Although the country's indigenous and poor are the overwhelming majority, they traditionally have been excluded from political and economic power.
As president, Morales has vowed to change all that.
The most contentious issue in Washington is Morales' vocal opposition to U.S. coca-crop eradication programs.
Coca cultivation plays a crucial role among indigenous peoples, since it is a traditional medicinal plant. It is often the only means of subsistence.
But Washington wants to impose economic policies of unregulated free trade and private foreign investment that have caused more harm than good to Bolivia's economy, Morales successfully argued.
His view resonates not only with Bolivians but also with people throughout Latin America. Populist-rooted governments now rule Argentina, Brazil, Costa Rica, Ecuador, Uruguay and Venezuela. A progressive party candidate just won the Chilean presidency, and others are serious presidential contenders in Mexico and Peru.
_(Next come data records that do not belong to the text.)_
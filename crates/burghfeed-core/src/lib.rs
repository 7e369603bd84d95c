//! Core domain model for the burghfeed pipeline: table kinds, record shapes, profiles and decisions.

use std::collections::BTreeMap;
use std::fmt;
use std::str::FromStr;

use chrono::{Datelike, Local, NaiveDate};
use serde::{Deserialize, Serialize};
use serde_json::{Map as JsonMap, Value as JsonValue};
use thiserror::Error;

pub const CRATE_NAME: &str = "burghfeed-core";

/// Field added to every archived record.
pub const PERIOD_FIELD: &str = "period";

#[derive(Debug, Clone, Copy, PartialEq, Eq, Hash, PartialOrd, Ord, Serialize, Deserialize)]
#[serde(rename_all = "snake_case")]
pub enum TableKind {
    Events,
    SafePlaces,
    Services,
}

impl TableKind {
    pub const ALL: [TableKind; 3] = [TableKind::Events, TableKind::SafePlaces, TableKind::Services];

    pub fn slug(self) -> &'static str {
        match self {
            TableKind::Events => "events",
            TableKind::SafePlaces => "safe_places",
            TableKind::Services => "services",
        }
    }

    pub fn display_name(self) -> &'static str {
        match self {
            TableKind::Events => "Events",
            TableKind::SafePlaces => "Safe Places",
            TableKind::Services => "Services",
        }
    }
}

impl fmt::Display for TableKind {
    fn fmt(&self, f: &mut fmt::Formatter<'_>) -> fmt::Result {
        f.write_str(self.slug())
    }
}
This means that populists govern more than half of the continent's people, as well as South America's three largest economies.
The Bush administration should be paying close attention to this changing political landscape. It is a clear sign of widespread discontent with current conditions, for which U.S. foreign policy -- and the free-market agenda -- is seen as the main culprit.
But instead of revisiting the wisdom of some their policies in the face of widespread unpopularity, Bush administration officials continue pushing for the same economic programs that have failed in the past.
These harmful policies have restricted social spending and increased the role of private industry, which has resulted in stagnating economies and widening inequalities between rich and poor.
Although Bolivia has the region's second-largest natural gas reserves after Venezuela, the citizenry has not enjoyed significant benefits, even in a period of skyrocketing fuel prices. At the same time, international energy companies are bringing in record profits, a trend that is likely to continue given increasing global energy demand.
Like most Latin Americans, Bolivians are demanding that corporations pay a fair share for the natural and labor resources of their country.
The appeal of leaders like Morales in Bolivia, Hugo Chavez in Venezuela and Luiz Inacio Lula da Silva in Brazil is not just what they say but where they're from. They come from the ranks of the working or peasant classes, and thus are trusted to respond to the needs of everyday people.
A U.S. foreign policy that embodies the fundamental values of democracy and freedom should nurture attempts by democratically elected leaders to address endemic poverty and inequality.
Resisting those legitimate efforts would only further damage Washington's reputation in Latin America.